TASK BRIEF: Please show each line of the listing where "lookup" is present.

RECORDS TO PROCESS:
☆ ☆ ☆
/// Write to `path` if given, else stdout with a trailing newline.
async fn write_markdown(markdown: &str, path: Option<&PathBuf>) -> Result<()> {
    match path {
        Some(path) => {
            if let Some(parent) = path.parent().filter(|p| !p.as_os_str().is_empty()) {
                tokio::fs::create_dir_all(parent)
                    .await
                    .with_context(|| format!("Failed to create {}", parent.display()))?;
            }
            tokio::fs::write(path, markdown)
                .await
                .with_context(|| format!("Failed to write {}", path.display()))?;
            eprintln!("{} {}", green("✔"), bold(&path.display().to_string()));
        }
        None => {
            let stdout = io::stdout();
            let mut handle = stdout.lock();
            handle
                .write_all(markdown.as_bytes())
                .context("Failed to write to stdout")?;
            if !markdown.ends_with('\n') {
                handle.write_all(b"\n").ok();
            }
        }
    }
    Ok(())
}
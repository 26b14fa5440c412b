//! # sow-wizard
//!
//! Backend for a three-step Statement of Work (SOW) wizard: pick a contract
//! type, pick or upload proposal documents, have an external service generate
//! the SOW, then view it as PDF or Markdown.
//!
//! ## Pipeline Overview
//!
//! ```text
//! proposals (input/)
//!  │
//!  ├─ 1. Upload    validated, stored under a unique name
//!  ├─ 2. Generate  external SOW API → DOCX in generated_sows/
//!  ├─ 3. PDF       LibreOffice headless (or headless Chromium fallback)
//!  └─ 4. Markdown  DOCX → HTML → Markdown for in-browser preview
//! ```
//!
//! ## Quick Start
//!
//! ```rust,no_run
//! use sow_wizard::{convert, AppConfig, DocumentStore};
//!
//! #[tokio::main]
//! async fn main() -> Result<(), Box<dyn std::error::Error>> {
//!     let config = AppConfig::builder().documents_root("./docs").build()?;
//!     let store = DocumentStore::new(&config)?;
//!     let out = convert::docx_to_markdown(&store, "SOW_2026-01-05T10-00-00-000Z.docx").await?;
//!     println!("{}", out.markdown);
//!     Ok(())
//! }
//! ```
//!
//! Or serve the HTTP API:
//!
//! ```rust,no_run
//! # async fn run() -> Result<(), sow_wizard::SowError> {
//! let config = sow_wizard::AppConfig::builder().build()?;
//! sow_wizard::server::serve(config).await
//! # }
//! ```
//!
//! ## Feature Flags
//!
//! | Feature | Default | Description |
//! |---------|---------|-------------|
//! | `cli`   | on      | Enables the `sow-wizard` binary (clap + anyhow + indicatif + tracing-subscriber) |
//!
//! ## External tools
//!
//! PDF conversion shells out to LibreOffice (`soffice`). When it is missing
//! and the fallback is enabled, headless Chromium prints an HTML rendition
//! instead. Neither is needed for upload, generation, or Markdown preview.

// ── Modules ──────────────────────────────────────────────────────────────

pub mod config;
pub mod convert;
pub mod documents;
pub mod error;
pub mod model;
pub mod pipeline;
pub mod progress;
pub mod server;
pub mod templates;
pub mod wizard;

// ── Re-exports ───────────────────────────────────────────────────────────

pub use config::{AppConfig, AppConfigBuilder, DocumentPaths};
pub use convert::{converter_status, convert_to_pdf, docx_to_markdown, generate_sow, Converters};
pub use converter_locate::{install_hints, ConverterInfo, ConverterKind, InstallHints};
pub use documents::{DocumentStore, Folder};
pub use error::{ConversionMessage, MessageKind, SowError};
pub use model::{
    ContractType, FileCategory, FileData, GeneratedSow, MarkdownConversion, PdfConversion,
    WizardData,
};
pub use pipeline::pdf::PdfMethod;
pub use pipeline::sow_api::SowApiClient;
pub use progress::{ConversionProgressCallback, NoopProgressCallback};
pub use server::{build_router, AppState};
pub use wizard::{render_sow_draft, Wizard, WizardStep};
//! Route handlers.

use axum::extract::multipart::MultipartRejection;
use axum::extract::rejection::JsonRejection;
use axum::extract::{Multipart, Query, State};
use axum::http::{header, HeaderValue, StatusCode};
use axum::response::{IntoResponse, Response};
use axum::Json;
use converter_locate::ConverterKind;
use serde::Deserialize;
use serde_json::{json, Value};
use tracing::{debug, info};

use super::AppState;
use crate::convert;
use crate::documents::Folder;
use crate::error::SowError;
use crate::model::{ContractType, ContractTypeInfo};
use crate::progress::NoopProgressCallback;

const DOCX_CONTENT_TYPE: &str =
    "application/vnd.openxmlformats-officedocument.wordprocessingml.document";

/// Treat an absent or blank parameter as missing.
fn required(value: Option<String>, message: &str) -> Result<String, SowError> {
    value
        .map(|v| v.trim().to_string())
        .filter(|v| !v.is_empty())
        .ok_or_else(|| SowError::InvalidRequest(message.to_string()))
}

fn json_body<T>(body: Result<Json<T>, JsonRejection>) -> Result<T, SowError> {
    body.map(|Json(v)| v)
        .map_err(|e| SowError::InvalidRequest(format!("Invalid request body: {}", e.body_text())))
}

pub async fn healthz() -> &'static str {
    "ok"
}

// ── Files ────────────────────────────────────────────────────────────────────

pub async fn upload(
    State(state): State<AppState>,
    multipart: Result<Multipart, MultipartRejection>,
) -> Result<Json<Value>, SowError> {
    let mut multipart = multipart.map_err(|_| SowError::InvalidRequest("No file received".into()))?;
    let too_large = || SowError::FileTooLarge {
        limit_mb: state.config.max_upload_mb,
    };

    loop {
        let field = match multipart.next_field().await {
            Ok(Some(field)) => field,
            Ok(None) => break,
            Err(e) if e.status() == StatusCode::PAYLOAD_TOO_LARGE => return Err(too_large()),
            Err(e) => return Err(SowError::InvalidRequest(e.body_text())),
        };
        if field.name() != Some("file") {
            continue;
        }
        let Some(file_name) = field.file_name().map(str::to_string) else {
            continue;
        };
        let bytes = field.bytes().await.map_err(|e| {
            if e.status() == StatusCode::PAYLOAD_TOO_LARGE {
                too_large()
            } else {
                SowError::InvalidRequest(e.body_text())
            }
        })?;

        let file = state.store.save_upload(&file_name, &bytes).await?;
        return Ok(Json(json!({
            "success": true,
            "message": "File uploaded successfully",
            "file": file,
        })));
    }

    Err(SowError::InvalidRequest("No file received".into()))
}

#[derive(Debug, Deserialize)]
pub struct DeleteParams {
    pub filename: Option<String>,
}

pub async fn delete_file(
    State(state): State<AppState>,
    Query(params): Query<DeleteParams>,
) -> Result<Json<Value>, SowError> {
    let name = required(params.filename, "Filename is required")?;
    state.store.delete_input(&name).await?;
    Ok(Json(json!({
        "success": true,
        "message": "File deleted successfully",
    })))
}

pub async fn list_files(State(state): State<AppState>) -> Result<Json<Value>, SowError> {
    let files = state.store.list_inputs().await?;
    Ok(Json(json!({ "files": files })))
}

#[derive(Debug, Deserialize)]
pub struct FileParams {
    pub file: Option<String>,
}

fn binary_response(
    bytes: Vec<u8>,
    content_type: &'static str,
    disposition: &str,
    name: &str,
) -> Response {
    let name = name.replace('"', "");
    let disposition = HeaderValue::from_str(&format!("{disposition}; filename=\"{name}\""))
        .unwrap_or_else(|_| HeaderValue::from_static("attachment"));
    (
        [
            (header::CONTENT_TYPE, HeaderValue::from_static(content_type)),
            (header::CONTENT_DISPOSITION, disposition),
        ],
        bytes,
    )
        .into_response()
}

pub async fn serve_pdf(
    State(state): State<AppState>,
    Query(params): Query<FileParams>,
) -> Result<Response, SowError> {
    let name = required(params.file, "File name is required")?;
    let bytes = state.store.read(Folder::ConvertedPdf, &name).await?;
    debug!("Serving PDF {name} ({} bytes)", bytes.len());
    Ok(binary_response(bytes, "application/pdf", "inline", &name))
}

pub async fn download_docx(
    State(state): State<AppState>,
    Query(params): Query<FileParams>,
) -> Result<Response, SowError> {
    let name = required(params.file, "File name is required")?;
    let bytes = state.store.read(Folder::GeneratedSows, &name).await?;
    let mut resp = binary_response(bytes, DOCX_CONTENT_TYPE, "attachment", &name);
    resp.headers_mut()
        .insert(header::CACHE_CONTROL, HeaderValue::from_static("no-cache"));
    Ok(resp)
}

// ── Generation & conversion ──────────────────────────────────────────────────

/// A selected document: a bare file name or a `FileData` object.
#[derive(Debug, Deserialize)]
#[serde(untagged)]
pub enum DocumentRef {
    Name(String),
    File { name: String },
}

impl DocumentRef {
    fn into_name(self) -> String {
        match self {
            DocumentRef::Name(name) | DocumentRef::File { name } => name,
        }
    }
}

#[derive(Debug, Deserialize)]
#[serde(rename_all = "camelCase")]
pub struct GenerateRequest {
    pub contract_type: Option<String>,
    #[serde(default)]
    pub selected_documents: Vec<DocumentRef>,
}

pub async fn generate_sow(
    State(state): State<AppState>,
    body: Result<Json<GenerateRequest>, JsonRejection>,
) -> Result<Json<Value>, SowError> {
    let req = json_body(body)?;
    let contract: ContractType = required(
        req.contract_type,
        "Contract type and selected documents are required",
    )?
    .parse()?;
    let documents: Vec<String> = req
        .selected_documents
        .into_iter()
        .map(DocumentRef::into_name)
        .collect();

    let generated = convert::generate_sow(
        &state.store,
        state.api.as_deref(),
        contract,
        &documents,
        &NoopProgressCallback,
    )
    .await?;

    let message = match (&generated.filename, generated.regenerated) {
        (Some(_), true) => "SOW generated successfully (regenerated)",
        (Some(_), false) => "SOW generated successfully",
        (None, _) => "SOW text generated successfully",
    };
    info!("{message}");

    Ok(Json(json!({
        "success": true,
        "filename": generated.filename,
        "sowText": generated.sow_text,
        "cotText": generated.cot_text,
        "message": message,
        "debug": {
            "originalFilename": generated.original_filename,
            "generatedFilename": generated.filename,
            "fileSize": generated.file_size,
            "contractType": generated.contract_type,
            "documentsCount": generated.documents_count,
            "regenerated": generated.regenerated,
        },
    })))
}

#[derive(Debug, Deserialize)]
#[serde(rename_all = "camelCase")]
pub struct FilePathRequest {
    pub file_path: Option<String>,
}

pub async fn convert_to_pdf(
    State(state): State<AppState>,
    body: Result<Json<FilePathRequest>, JsonRejection>,
) -> Result<Json<Value>, SowError> {
    let name = required(json_body(body)?.file_path, "File path is required")?;
    let out = convert::convert_to_pdf(
        &state.store,
        &state.converters,
        &name,
        &NoopProgressCallback,
    )
    .await?;

    let message = match out.method {
        Some(method) if !out.already_existed => {
            format!("PDF converted successfully with {}", method.label())
        }
        _ => "PDF already exists".to_string(),
    };

    Ok(Json(json!({
        "success": true,
        "pdfPath": out.pdf_path,
        "message": message,
        "debug": {
            "pdfSize": out.size,
            "method": out.method,
            "alreadyExisted": out.already_existed,
            "converterPath": out.converter_path,
            "version": out.converter_version,
        },
    })))
}

pub async fn process_docx(
    State(state): State<AppState>,
    body: Result<Json<FilePathRequest>, JsonRejection>,
) -> Result<Json<Value>, SowError> {
    let name = required(json_body(body)?.file_path, "File path is required")?;
    let out = convert::docx_to_markdown(&state.store, &name).await?;
    Ok(Json(json!({
        "success": true,
        "markdown": out.markdown,
        "html": out.html,
        "messages": out.messages,
    })))
}

// ── Status ───────────────────────────────────────────────────────────────────

/// `process.platform`-style name for the host OS.
fn platform() -> &'static str {
    match std::env::consts::OS {
        "macos" => "darwin",
        "windows" => "win32",
        other => other,
    }
}

pub async fn libreoffice_status(State(state): State<AppState>) -> Result<Json<Value>, SowError> {
    let info = convert::converter_status(
        &state.converters,
        ConverterKind::LibreOffice,
        &NoopProgressCallback,
    )
    .await?;
    let message = if info.available {
        "LibreOffice is available and ready"
    } else {
        "LibreOffice is not available"
    };
    Ok(Json(json!({
        "success": true,
        "libreOffice": info,
        "platform": platform(),
        "message": message,
    })))
}

pub async fn contract_types() -> Json<Value> {
    let types: Vec<ContractTypeInfo> = ContractType::ALL.into_iter().map(Into::into).collect();
    Json(json!({ "contractTypes": types }))
}
//! Progress-callback trait for long-running operations.
//!
//! Converter detection, PDF conversion and the external SOW API call can each
//! take several seconds. Pass a `&dyn ConversionProgressCallback` to the
//! [`crate::convert`] operations to observe them; the CLI drives an
//! `indicatif` spinner from these events and the HTTP server uses
//! [`NoopProgressCallback`].
//!
//! # Example
//!
//! ```rust
//! use sow_wizard::{ConversionProgressCallback, PdfMethod};
//! use std::sync::{Arc, atomic::{AtomicUsize, Ordering}};
//!
//! struct CountingCallback {
//!     conversions: AtomicUsize,
//! }
//!
//! impl ConversionProgressCallback for CountingCallback {
//!     fn on_conversion_complete(&self, method: PdfMethod, output: &str) {
//!         self.conversions.fetch_add(1, Ordering::SeqCst);
//!         eprintln!("{} wrote {}", method.label(), output);
//!     }
//! }
//!
//! let cb: Arc<dyn ConversionProgressCallback> = Arc::new(CountingCallback {
//!     conversions: AtomicUsize::new(0),
//! });
//! cb.on_conversion_complete(PdfMethod::LibreOffice, "converted_to_pdf/sow.pdf");
//! ```

use converter_locate::{ConverterInfo, ConverterKind};

use crate::pipeline::pdf::PdfMethod;

/// Events emitted by [`crate::convert`] operations.
///
/// All methods have default no-op implementations so callers only override
/// what they care about. Implementations must be `Send + Sync`; events may
/// arrive from a blocking worker thread.
pub trait ConversionProgressCallback: Send + Sync {
    /// A converter lookup is about to run (cache miss or forced refresh).
    fn on_detect_start(&self, kind: ConverterKind) {
        let _ = kind;
    }

    /// A converter lookup finished; `info.available` tells whether it was
    /// found.
    fn on_detect_complete(&self, kind: ConverterKind, info: &ConverterInfo) {
        let _ = (kind, info);
    }

    /// An external converter process is about to be launched.
    ///
    /// # Arguments
    /// * `method`: which converter will run
    /// * `input` : the DOCX file name
    fn on_conversion_start(&self, method: PdfMethod, input: &str) {
        let _ = (method, input);
    }

    /// The converter produced a PDF at `output` (relative web path).
    fn on_conversion_complete(&self, method: PdfMethod, output: &str) {
        let _ = (method, output);
    }

    /// The converter failed; `error` is human-readable.
    fn on_conversion_error(&self, method: PdfMethod, error: &str) {
        let _ = (method, error);
    }

    /// The SOW API request is about to be sent.
    fn on_api_request_start(&self, endpoint: &str, documents: usize) {
        let _ = (endpoint, documents);
    }

    /// The SOW API answered (or the request failed).
    fn on_api_response(&self, success: bool) {
        let _ = success;
    }
}

/// A no-op implementation for callers that don't need progress events.
pub struct NoopProgressCallback;

impl ConversionProgressCallback for NoopProgressCallback {}
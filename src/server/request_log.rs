use std::time::Instant;

use axum::body::Body;
use axum::extract::State;
use axum::http::{HeaderValue, Request};
use axum::middleware::Next;
use axum::response::Response;
use tracing::{info, info_span, Instrument};

use super::AppState;

const REQUEST_ID_HEADER: &str = "x-request-id";
const MAX_REQUEST_ID_LEN: usize = 128;

/// Wrap each request in a span carrying a request id, then log status and
/// latency. A client-supplied `x-request-id` is echoed back; otherwise one is
/// generated.
pub(crate) async fn request_span(
    State(state): State<AppState>,
    req: Request<Body>,
    next: Next,
) -> Response {
    let started = Instant::now();
    let request_id = req
        .headers()
        .get(REQUEST_ID_HEADER)
        .and_then(|v| v.to_str().ok())
        .map(str::trim)
        .filter(|v| !v.is_empty() && v.len() <= MAX_REQUEST_ID_LEN)
        .map(str::to_string)
        .unwrap_or_else(|| state.next_request_id());

    let span = info_span!(
        "request",
        request_id = %request_id,
        method = %req.method(),
        path = %req.uri().path(),
    );

    let mut resp = next.run(req).instrument(span.clone()).await;

    span.in_scope(|| {
        info!(
            status = resp.status().as_u16(),
            latency_ms = started.elapsed().as_millis() as u64,
            "request completed"
        );
    });

    if let Ok(v) = HeaderValue::from_str(&request_id) {
        resp.headers_mut().insert(REQUEST_ID_HEADER, v);
    }
    resp
}
//! HTTP surface.
//!
//! ```text
//! POST   /api/upload              multipart `file`
//! DELETE /api/delete?filename=
//! GET    /api/files
//! POST   /api/generate-sow        {contractType, selectedDocuments}
//! POST   /api/convert-to-pdf      {filePath}
//! GET    /api/pdf?file=
//! GET    /api/download-docx?file=
//! POST   /api/process-docx        {filePath}
//! GET    /api/libreoffice-status
//! GET    /api/contract-types
//! GET    /healthz
//! ```
//!
//! Every handler is a thin adapter over [`crate::documents`] and
//! [`crate::convert`]; errors are rendered by the `IntoResponse` impl in
//! `response.rs`.

pub mod handlers;
mod request_log;
mod response;

use std::sync::atomic::{AtomicU64, Ordering};
use std::sync::Arc;

use axum::extract::DefaultBodyLimit;
use axum::middleware::from_fn_with_state;
use axum::routing::{delete, get, post};
use axum::Router;
use tokio::net::TcpListener;
use tracing::info;

use crate::config::AppConfig;
use crate::convert::Converters;
use crate::documents::DocumentStore;
use crate::error::SowError;
use crate::pipeline::sow_api::SowApiClient;

/// Headroom above the upload limit for multipart framing and JSON bodies.
const BODY_OVERHEAD_BYTES: usize = 1024 * 1024;

/// Shared state handed to every handler.
#[derive(Clone)]
pub struct AppState {
    pub config: Arc<AppConfig>,
    pub store: Arc<DocumentStore>,
    pub converters: Arc<Converters>,
    /// `None` when no SOW API endpoint is configured.
    pub api: Option<Arc<SowApiClient>>,
    request_id_seed: Arc<AtomicU64>,
}

impl AppState {
    pub fn new(config: AppConfig) -> Result<Self, SowError> {
        let store = DocumentStore::new(&config)?;
        let converters = Converters::from_config(&config);
        let api = config
            .sow_api_endpoint
            .as_ref()
            .map(|endpoint| {
                SowApiClient::new(
                    endpoint.clone(),
                    config.sow_api_key.clone(),
                    config.api_timeout(),
                )
            })
            .transpose()?
            .map(Arc::new);

        Ok(Self {
            config: Arc::new(config),
            store: Arc::new(store),
            converters: Arc::new(converters),
            api,
            request_id_seed: Arc::new(AtomicU64::new(1)),
        })
    }

    fn next_request_id(&self) -> String {
        let id = self.request_id_seed.fetch_add(1, Ordering::Relaxed);
        format!("req-{id:016x}")
    }

    fn max_body_bytes(&self) -> usize {
        usize::try_from(self.config.max_upload_bytes())
            .unwrap_or(usize::MAX)
            .saturating_add(BODY_OVERHEAD_BYTES)
    }
}

pub fn build_router(state: AppState) -> Router {
    Router::new()
        .route("/healthz", get(handlers::healthz))
        .route("/api/upload", post(handlers::upload))
        .route("/api/delete", delete(handlers::delete_file))
        .route("/api/files", get(handlers::list_files))
        .route("/api/generate-sow", post(handlers::generate_sow))
        .route("/api/convert-to-pdf", post(handlers::convert_to_pdf))
        .route("/api/pdf", get(handlers::serve_pdf))
        .route("/api/download-docx", get(handlers::download_docx))
        .route("/api/process-docx", post(handlers::process_docx))
        .route("/api/libreoffice-status", get(handlers::libreoffice_status))
        .route("/api/contract-types", get(handlers::contract_types))
        .layer(from_fn_with_state(state.clone(), request_log::request_span))
        .layer(DefaultBodyLimit::max(state.max_body_bytes()))
        .with_state(state)
}

/// Bind `config.bind_addr` and serve until Ctrl-C.
pub async fn serve(config: AppConfig) -> Result<(), SowError> {
    let addr = config.bind_addr;
    let state = AppState::new(config)?;
    state.store.ensure_directories().await?;

    let listener = TcpListener::bind(addr)
        .await
        .map_err(|e| SowError::io(format!("Failed to bind {addr}"), e))?;
    serve_on(listener, state).await
}

/// Serve on an already-bound listener until Ctrl-C.
pub async fn serve_on(listener: TcpListener, state: AppState) -> Result<(), SowError> {
    let local = listener
        .local_addr()
        .map_err(|e| SowError::io("Failed to read listener address", e))?;
    info!("sow-wizard listening on {local}");
    info!("Documents root: {}", state.store.paths().base.display());
    if state.api.is_none() {
        info!("No SOW API endpoint configured; /api/generate-sow will answer 500");
    }

    axum::serve(listener, build_router(state))
        .with_graceful_shutdown(shutdown_signal())
        .await
        .map_err(|e| SowError::io("Server error", e))?;
    info!("Server stopped");
    Ok(())
}

async fn shutdown_signal() {
    if tokio::signal::ctrl_c().await.is_ok() {
        info!("Shutdown signal received, draining connections");
    }
}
☆ ☆ ☆
ANSWER BELOW:
    /// A converter lookup is about to run (cache miss or forced refresh).
    /// A converter lookup finished; `info.available` tells whether it was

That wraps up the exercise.